Source records
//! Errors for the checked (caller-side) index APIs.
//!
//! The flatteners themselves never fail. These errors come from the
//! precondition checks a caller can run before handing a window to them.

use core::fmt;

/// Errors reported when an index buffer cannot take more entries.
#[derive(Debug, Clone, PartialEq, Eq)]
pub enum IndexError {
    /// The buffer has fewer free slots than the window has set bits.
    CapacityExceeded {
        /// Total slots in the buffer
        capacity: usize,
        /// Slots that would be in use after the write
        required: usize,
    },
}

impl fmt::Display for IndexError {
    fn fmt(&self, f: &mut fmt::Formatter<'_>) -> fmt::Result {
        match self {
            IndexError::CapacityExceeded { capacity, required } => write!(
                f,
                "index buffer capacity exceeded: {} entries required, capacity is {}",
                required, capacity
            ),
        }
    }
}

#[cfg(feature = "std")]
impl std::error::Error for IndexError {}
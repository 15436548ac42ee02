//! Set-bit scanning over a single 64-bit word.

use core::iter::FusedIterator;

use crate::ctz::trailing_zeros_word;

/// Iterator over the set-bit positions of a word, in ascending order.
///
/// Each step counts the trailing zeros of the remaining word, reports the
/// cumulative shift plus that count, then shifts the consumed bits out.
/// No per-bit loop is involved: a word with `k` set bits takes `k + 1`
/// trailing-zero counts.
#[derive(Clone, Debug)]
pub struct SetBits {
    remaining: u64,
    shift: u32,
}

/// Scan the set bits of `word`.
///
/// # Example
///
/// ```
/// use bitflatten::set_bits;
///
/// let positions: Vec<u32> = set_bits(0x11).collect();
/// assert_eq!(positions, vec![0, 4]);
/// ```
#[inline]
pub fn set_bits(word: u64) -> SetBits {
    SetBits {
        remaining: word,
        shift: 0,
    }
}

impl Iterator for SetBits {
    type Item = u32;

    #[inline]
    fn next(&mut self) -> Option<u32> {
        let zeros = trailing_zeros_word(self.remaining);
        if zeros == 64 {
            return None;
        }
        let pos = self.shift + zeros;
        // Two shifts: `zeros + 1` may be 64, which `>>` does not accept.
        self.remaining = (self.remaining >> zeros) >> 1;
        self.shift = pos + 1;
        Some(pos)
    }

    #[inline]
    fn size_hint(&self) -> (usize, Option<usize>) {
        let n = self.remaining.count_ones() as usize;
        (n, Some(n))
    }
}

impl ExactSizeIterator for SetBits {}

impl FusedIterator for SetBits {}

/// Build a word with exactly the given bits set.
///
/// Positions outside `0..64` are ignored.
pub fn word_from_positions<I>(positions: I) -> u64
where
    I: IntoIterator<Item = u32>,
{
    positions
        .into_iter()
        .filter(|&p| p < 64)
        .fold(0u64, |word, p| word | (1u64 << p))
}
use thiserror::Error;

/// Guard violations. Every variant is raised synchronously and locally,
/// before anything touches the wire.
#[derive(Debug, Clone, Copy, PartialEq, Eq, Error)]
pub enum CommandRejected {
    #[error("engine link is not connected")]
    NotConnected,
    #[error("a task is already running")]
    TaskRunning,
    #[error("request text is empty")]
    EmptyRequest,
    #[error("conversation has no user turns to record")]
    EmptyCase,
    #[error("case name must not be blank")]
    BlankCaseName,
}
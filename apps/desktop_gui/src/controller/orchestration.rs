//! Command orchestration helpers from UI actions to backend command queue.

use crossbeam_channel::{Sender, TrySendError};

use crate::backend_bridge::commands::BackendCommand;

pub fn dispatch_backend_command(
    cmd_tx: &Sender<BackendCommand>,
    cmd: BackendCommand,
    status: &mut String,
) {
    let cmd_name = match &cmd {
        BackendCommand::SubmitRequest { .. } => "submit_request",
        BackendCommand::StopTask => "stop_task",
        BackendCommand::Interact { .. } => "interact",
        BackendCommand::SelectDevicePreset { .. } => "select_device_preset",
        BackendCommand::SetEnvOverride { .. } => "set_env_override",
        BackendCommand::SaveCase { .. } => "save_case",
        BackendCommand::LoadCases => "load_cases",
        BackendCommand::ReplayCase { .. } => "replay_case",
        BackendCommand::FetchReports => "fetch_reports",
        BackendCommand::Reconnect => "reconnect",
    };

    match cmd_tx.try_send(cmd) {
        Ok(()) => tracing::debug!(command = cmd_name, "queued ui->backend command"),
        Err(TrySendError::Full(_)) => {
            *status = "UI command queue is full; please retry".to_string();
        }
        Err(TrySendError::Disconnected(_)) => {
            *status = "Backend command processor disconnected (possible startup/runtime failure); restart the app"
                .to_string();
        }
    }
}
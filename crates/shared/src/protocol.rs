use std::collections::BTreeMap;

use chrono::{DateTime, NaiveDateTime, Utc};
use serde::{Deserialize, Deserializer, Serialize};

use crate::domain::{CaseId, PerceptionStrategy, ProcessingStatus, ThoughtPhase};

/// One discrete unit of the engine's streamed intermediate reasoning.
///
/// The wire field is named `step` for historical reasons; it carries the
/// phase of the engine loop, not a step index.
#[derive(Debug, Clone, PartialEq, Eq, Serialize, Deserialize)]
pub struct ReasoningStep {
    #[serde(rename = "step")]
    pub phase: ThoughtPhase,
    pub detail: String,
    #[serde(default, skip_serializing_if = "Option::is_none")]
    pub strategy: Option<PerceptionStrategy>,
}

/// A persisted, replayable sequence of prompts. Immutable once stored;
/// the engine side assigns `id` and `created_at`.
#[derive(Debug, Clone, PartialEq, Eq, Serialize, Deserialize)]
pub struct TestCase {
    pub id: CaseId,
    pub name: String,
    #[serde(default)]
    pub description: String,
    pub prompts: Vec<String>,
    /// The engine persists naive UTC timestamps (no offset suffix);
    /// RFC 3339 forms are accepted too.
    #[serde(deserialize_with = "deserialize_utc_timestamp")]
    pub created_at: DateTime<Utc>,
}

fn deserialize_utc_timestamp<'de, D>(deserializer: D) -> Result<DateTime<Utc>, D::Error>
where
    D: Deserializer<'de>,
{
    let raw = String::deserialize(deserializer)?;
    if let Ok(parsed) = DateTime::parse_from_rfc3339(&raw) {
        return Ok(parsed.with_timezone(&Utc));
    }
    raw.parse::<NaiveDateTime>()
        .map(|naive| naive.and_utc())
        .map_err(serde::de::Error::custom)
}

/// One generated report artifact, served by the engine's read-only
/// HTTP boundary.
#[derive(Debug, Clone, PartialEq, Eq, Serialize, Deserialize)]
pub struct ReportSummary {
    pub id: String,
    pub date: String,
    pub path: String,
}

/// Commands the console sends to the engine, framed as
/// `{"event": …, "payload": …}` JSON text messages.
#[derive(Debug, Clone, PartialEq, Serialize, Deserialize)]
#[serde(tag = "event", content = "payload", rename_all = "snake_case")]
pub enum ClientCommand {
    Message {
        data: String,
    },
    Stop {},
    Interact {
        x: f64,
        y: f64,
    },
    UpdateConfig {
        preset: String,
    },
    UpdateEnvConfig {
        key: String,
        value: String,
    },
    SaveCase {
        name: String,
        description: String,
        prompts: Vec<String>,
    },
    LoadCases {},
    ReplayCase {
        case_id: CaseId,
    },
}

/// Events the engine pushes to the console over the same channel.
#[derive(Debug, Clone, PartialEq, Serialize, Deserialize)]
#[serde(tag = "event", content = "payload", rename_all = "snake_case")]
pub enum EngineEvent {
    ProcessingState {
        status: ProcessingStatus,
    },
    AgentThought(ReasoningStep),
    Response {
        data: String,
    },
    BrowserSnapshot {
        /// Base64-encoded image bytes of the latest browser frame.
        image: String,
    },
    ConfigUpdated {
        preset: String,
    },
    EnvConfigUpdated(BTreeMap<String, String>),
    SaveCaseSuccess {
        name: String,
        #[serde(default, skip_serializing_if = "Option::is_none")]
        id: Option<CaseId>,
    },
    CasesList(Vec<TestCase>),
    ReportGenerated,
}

TASK ITEM →
Please restate each record exactly as it reads.

OUTPUT FOR THIS TASK →
//! Errors for the checked (caller-side) index APIs.
//!
//! The flatteners themselves never fail. These errors come from the
//! precondition checks a caller can run before handing a window to them.

use core::fmt;

/// Errors reported when an index buffer cannot take more entries.
#[derive(Debug, Clone, PartialEq, Eq)]
pub enum IndexError {
    /// The buffer has fewer free slots than the window has set bits.
    CapacityExceeded {
        /// Total slots in the buffer
        capacity: usize,
        /// Slots that would be in use after the write
        required: usize,
    },
}

impl fmt::Display for IndexError {
    fn fmt(&self, f: &mut fmt::Formatter<'_>) -> fmt::Result {
        match self {
            IndexError::CapacityExceeded { capacity, required } => write!(
                f,
                "index buffer capacity exceeded: {} entries required, capacity is {}",
                required, capacity
            ),
        }
    }
}

#[cfg(feature = "std")]
impl std::error::Error for IndexError {}
repository 15436548ac42ee02
//! Set-bit scanning over a single 64-bit word.

use core::iter::FusedIterator;

use crate::ctz::trailing_zeros_word;

/// Iterator over the set-bit positions of a word, in ascending order.
///
/// Each step counts the trailing zeros of the remaining word, reports the
/// cumulative shift plus that count, then shifts the consumed bits out.
/// No per-bit loop is involved: a word with `k` set bits takes `k + 1`
/// trailing-zero counts.
#[derive(Clone, Debug)]
pub struct SetBits {
    remaining: u64,
    shift: u32,
}

/// Scan the set bits of `word`.
///
/// # Example
///
/// ```
/// use bitflatten::set_bits;
///
/// let positions: Vec<u32> = set_bits(0x11).collect();
/// assert_eq!(positions, vec![0, 4]);
/// ```
#[inline]
pub fn set_bits(word: u64) -> SetBits {
    SetBits {
        remaining: word,
        shift: 0,
    }
}

impl Iterator for SetBits {
    type Item = u32;

    #[inline]
    fn next(&mut self) -> Option<u32> {
        let zeros = trailing_zeros_word(self.remaining);
        if zeros == 64 {
            return None;
        }
        let pos = self.shift + zeros;
        // Two shifts: `zeros + 1` may be 64, which `>>` does not accept.
        self.remaining = (self.remaining >> zeros) >> 1;
        self.shift = pos + 1;
        Some(pos)
    }

    #[inline]
    fn size_hint(&self) -> (usize, Option<usize>) {
        let n = self.remaining.count_ones() as usize;
        (n, Some(n))
    }
}

impl ExactSizeIterator for SetBits {}

impl FusedIterator for SetBits {}

/// Build a word with exactly the given bits set.
///
/// Positions outside `0..64` are ignored.
pub fn word_from_positions<I>(positions: I) -> u64
where
    I: IntoIterator<Item = u32>,
{
    positions
        .into_iter()
        .filter(|&p| p < 64)
        .fold(0u64, |word, p| word | (1u64 << p))
}
use thiserror::Error;

/// Guard violations. Every variant is raised synchronously and locally,
/// before anything touches the wire.
#[derive(Debug, Clone, Copy, PartialEq, Eq, Error)]
pub enum CommandRejected {
    #[error("engine link is not connected")]
    NotConnected,
    #[error("a task is already running")]
    TaskRunning,
    #[error("request text is empty")]
    EmptyRequest,
    #[error("conversation has no user turns to record")]
    EmptyCase,
    #[error("case name must not be blank")]
    BlankCaseName,
}
filename apps/desktop_gui/src/controller/orchestration.rs
//! Command orchestration helpers from UI actions to backend command queue.

use crossbeam_channel::{Sender, TrySendError};

use crate::backend_bridge::commands::BackendCommand;

pub fn dispatch_backend_command(
    cmd_tx: &Sender<BackendCommand>,
    cmd: BackendCommand,
    status: &mut String,
) {
    let cmd_name = match &cmd {
        BackendCommand::SubmitRequest { .. } => "submit_request",
        BackendCommand::StopTask => "stop_task",
        BackendCommand::Interact { .. } => "interact",
        BackendCommand::SelectDevicePreset { .. } => "select_device_preset",
        BackendCommand::SetEnvOverride { .. } => "set_env_override",
        BackendCommand::SaveCase { .. } => "save_case",
        BackendCommand::LoadCases => "load_cases",
        BackendCommand::ReplayCase { .. } => "replay_case",
        BackendCommand::FetchReports => "fetch_reports",
        BackendCommand::Reconnect => "reconnect",
    };

    match cmd_tx.try_send(cmd) {
        Ok(()) => tracing::debug!(command = cmd_name, "queued ui->backend command"),
        Err(TrySendError::Full(_)) => {
            *status = "UI command queue is full; please retry".to_string();
        }
        Err(TrySendError::Disconnected(_)) => {
            *status = "Backend command processor disconnected (possible startup/runtime failure); restart the app"
                .to_string();
        }
    }
}
filename crates/shared/src/protocol.rs
use std::collections::BTreeMap;

use chrono::{DateTime, NaiveDateTime, Utc};
use serde::{Deserialize, Deserializer, Serialize};

use crate::domain::{CaseId, PerceptionStrategy, ProcessingStatus, ThoughtPhase};

/// One discrete unit of the engine's streamed intermediate reasoning.
///
/// The wire field is named `step` for historical reasons; it carries the
/// phase of the engine loop, not a step index.
#[derive(Debug, Clone, PartialEq, Eq, Serialize, Deserialize)]
pub struct ReasoningStep {
    #[serde(rename = "step")]
    pub phase: ThoughtPhase,
    pub detail: String,
    #[serde(default, skip_serializing_if = "Option::is_none")]
    pub strategy: Option<PerceptionStrategy>,
}

/// A persisted, replayable sequence of prompts. Immutable once stored;
/// the engine side assigns `id` and `created_at`.
#[derive(Debug, Clone, PartialEq, Eq, Serialize, Deserialize)]
pub struct TestCase {
    pub id: CaseId,
    pub name: String,
    #[serde(default)]
    pub description: String,
    pub prompts: Vec<String>,
    /// The engine persists naive UTC timestamps (no offset suffix);
    /// RFC 3339 forms are accepted too.
    #[serde(deserialize_with = "deserialize_utc_timestamp")]
    pub created_at: DateTime<Utc>,
}

fn deserialize_utc_timestamp<'de, D>(deserializer: D) -> Result<DateTime<Utc>, D::Error>
where
    D: Deserializer<'de>,
{
    let raw = String::deserialize(deserializer)?;
    if let Ok(parsed) = DateTime::parse_from_rfc3339(&raw) {
        return Ok(parsed.with_timezone(&Utc));
    }
    raw.parse::<NaiveDateTime>()
        .map(|naive| naive.and_utc())
        .map_err(serde::de::Error::custom)
}

/// One generated report artifact, served by the engine's read-only
/// HTTP boundary.
#[derive(Debug, Clone, PartialEq, Eq, Serialize, Deserialize)]
pub struct ReportSummary {
    pub id: String,
    pub date: String,
    pub path: String,
}

/// Commands the console sends to the engine, framed as
/// `{"event": …, "payload": …}` JSON text messages.
#[derive(Debug, Clone, PartialEq, Serialize, Deserialize)]
#[serde(tag = "event", content = "payload", rename_all = "snake_case")]
pub enum ClientCommand {
    Message {
        data: String,
    },
    Stop {},
    Interact {
        x: f64,
        y: f64,
    },
    UpdateConfig {
        preset: String,
    },
    UpdateEnvConfig {
        key: String,
        value: String,
    },
    SaveCase {
        name: String,
        description: String,
        prompts: Vec<String>,
    },
    LoadCases {},
    ReplayCase {
        case_id: CaseId,
    },
}

/// Events the engine pushes to the console over the same channel.
#[derive(Debug, Clone, PartialEq, Serialize, Deserialize)]
#[serde(tag = "event", content = "payload", rename_all = "snake_case")]
pub enum EngineEvent {
    ProcessingState {
        status: ProcessingStatus,
    },
    AgentThought(ReasoningStep),
    Response {
        data: String,
    },
    BrowserSnapshot {
        /// Base64-encoded image bytes of the latest browser frame.
        image: String,
    },
    ConfigUpdated {
        preset: String,
    },
    EnvConfigUpdated(BTreeMap<String, String>),
    SaveCaseSuccess {
        name: String,
        #[serde(default, skip_serializing_if = "Option::is_none")]
        id: Option<CaseId>,
    },
    CasesList(Vec<TestCase>),
    ReportGenerated,
}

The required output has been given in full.